In response to Democratic vice presidential candidate Tim Kaine’s statement that he hoped the Catholic Church might change its opposition to same-sex marriage, Archbishop Allen Vigneron, who chairs the doctrine committee, and Bishop Richard Malone, who leads the committee on laity, marriage and family, issued a joint statement restating traditional teaching. “The Church’s teaching on marriage as exclusively the permanent, faithful, and fruitful union of one man and one woman cannot change,” they wrote.

“The attempt to redefine the essential meaning of marriage is acting against the Creator. It cannot be morally justified, ‘for he commanded and they were created. He established them for ever and ever; he fixed their bounds and he set a law which cannot pass away’ (Psalms 148:5-6c),” the statement added. “Therefore, as a community and a nation, we cannot make progress in human development if we ‘think that the weakening of the family as that natural society founded on marriage will prove beneficial to society as a whole’ (Amoris Laetitia, para. 52).”

Speaking on behalf on the committee on migration – a toxic issue with Republican candidate Donald Trump advocating strict controls and Democrat candidate Hillary Clinton taking a more liberal approach – Bishop Eusebio Elizondo stated: “The Catholic bishops of the United States recognise the responsibility of nations to control their borders. In addition, we will continue to underscore the right of people to migrate who are unable to find the means to support themselves and their families in their homeland, or who are fleeing persecution and violence. Sovereign nations should find a way to accommodate this right.”

Meanwhile, in a lecture at the University of Notre Dame, Indiana, on 15 September, Archbishop Charles Chaput of Philadelphia said: “I believe that each candidate [for president] is very bad news for our country, though in different ways. One candidate, in the view of a lot of people, is a belligerent demagogue with an impulse-control problem.  And the other, also in the view of a lot of people, is a criminal liar, uniquely rich in stale ideas and bad priorities.
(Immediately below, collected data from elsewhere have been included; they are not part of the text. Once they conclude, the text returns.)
/*
 *  display/bitmap.rs
 *
 *  sh1106-fbsync - keep the glass in step with the framebuffer
 *  (c) 2020-26 Stuart Hunter
 *
 *  Page-addressed device bitmap, the controller's native pixel layout
 *
 *  This program is free software: you can redistribute it and/or modify
 *  it under the terms of the GNU General Public License as published by
 *  the Free Software Foundation, either version 3 of the License, or
 *  (at your option) any later version.
 *
 *  This program is distributed in the hope that it will be useful,
 *  but WITHOUT ANY WARRANTY; without even the implied warranty of
 *  MERCHANTABILITY or FITNESS FOR A PARTICULAR PURPOSE.  See the
 *  GNU General Public License for more details.
 *
 *  See <http://www.gnu.org/licenses/> to get a copy of the GNU General
 *  Public License.
 *
 */

use log::warn;

use crate::display::traits::{Geometry, PAGE_HEIGHT};

/// How `set_pixel` combines with the existing bit
#[derive(Debug, Clone, Copy, PartialEq, Eq)]
pub enum PixelMode {
    Set,
    Clear,
    Toggle,
}

/// 1bpp bitmap in controller page order.
///
/// Byte `x + page * width` holds column `x` of rows `page*8 .. page*8+7`,
/// least significant bit on top. A set bit is a lit pixel.
#[derive(Debug, Clone, PartialEq, Eq)]
pub struct DeviceBitmap {
    buf: Vec<u8>,
    w: usize,
    h: usize,
}

impl DeviceBitmap {
    pub fn new(geometry: &Geometry) -> Self {
        Self {
            buf: vec![0u8; geometry.bitmap_len()],
            w: geometry.width as usize,
            h: geometry.height as usize,
        }
    }

    pub fn width(&self) -> usize { self.w }
    pub fn height(&self) -> usize { self.h }

    pub fn pages(&self) -> usize {
        self.h.div_ceil(PAGE_HEIGHT as usize)
    }

    /// Immutable raw access
    pub fn as_bytes(&self) -> &[u8] { &self.buf }

    /// The `width` bytes of one page; empty when `page` is past the end
    pub fn page(&self, page: usize) -> &[u8] {
        let start = page * self.w;
        self.buf.get(start..start + self.w).unwrap_or(&[])
    }

    /// All pixels off
    pub fn clear(&mut self) {
        self.buf.fill(0);
    }

    /// Map (x,y) to byte index and bit mask; None if out of bounds
    #[inline]
    fn locate(&self, x: i32, y: i32) -> Option<(usize, u8)> {
        if x < 0 || y < 0 {
            return None;
        }
        let (x, y) = (x as usize, y as usize);
        if x >= self.w || y >= self.h {
            return None;
        }
        Some((x + (y / 8) * self.w, 1 << (y & 7)))
    }

    /// Draw one pixel.
    ///
    /// Out of range coordinates are logged and dropped; the rest of the
    /// frame still gets drawn.
    pub fn set_pixel(&mut self, x: i32, y: i32, mode: PixelMode) {
        let Some((idx, mask)) = self.locate(x, y) else {
            warn!("pixel ({}, {}) outside {}x{} bitmap, dropped", x, y, self.w, self.h);
            return;
        };
        match mode {
            PixelMode::Set => self.buf[idx] |= mask,
            PixelMode::Clear => self.buf[idx] &= !mask,
            PixelMode::Toggle => self.buf[idx] ^= mask,
        }
    }

    pub fn get_pixel(&self, x: i32, y: i32) -> Option<bool> {
        self.locate(x, y).map(|(idx, mask)| self.buf[idx] & mask != 0)
    }

    /// Count lit pixels
    #[cfg(test)]
    pub(crate) fn count_on_pixels(&self) -> usize {
        self.buf.iter().map(|b| b.count_ones() as usize).sum()
    }
}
“So where does that leave us?” he asked. The task of renewing society, he said, “requires a different kind of people. It demands that we be different people.” The work must begin, he said, with defending the family and the unborn child, and seeing through the “liberal democratic fantasy [of] the sovereign, self-creating self”. This contemporary fantasy, he said, “is a lie. It’s the very opposite of real Christian freedom.”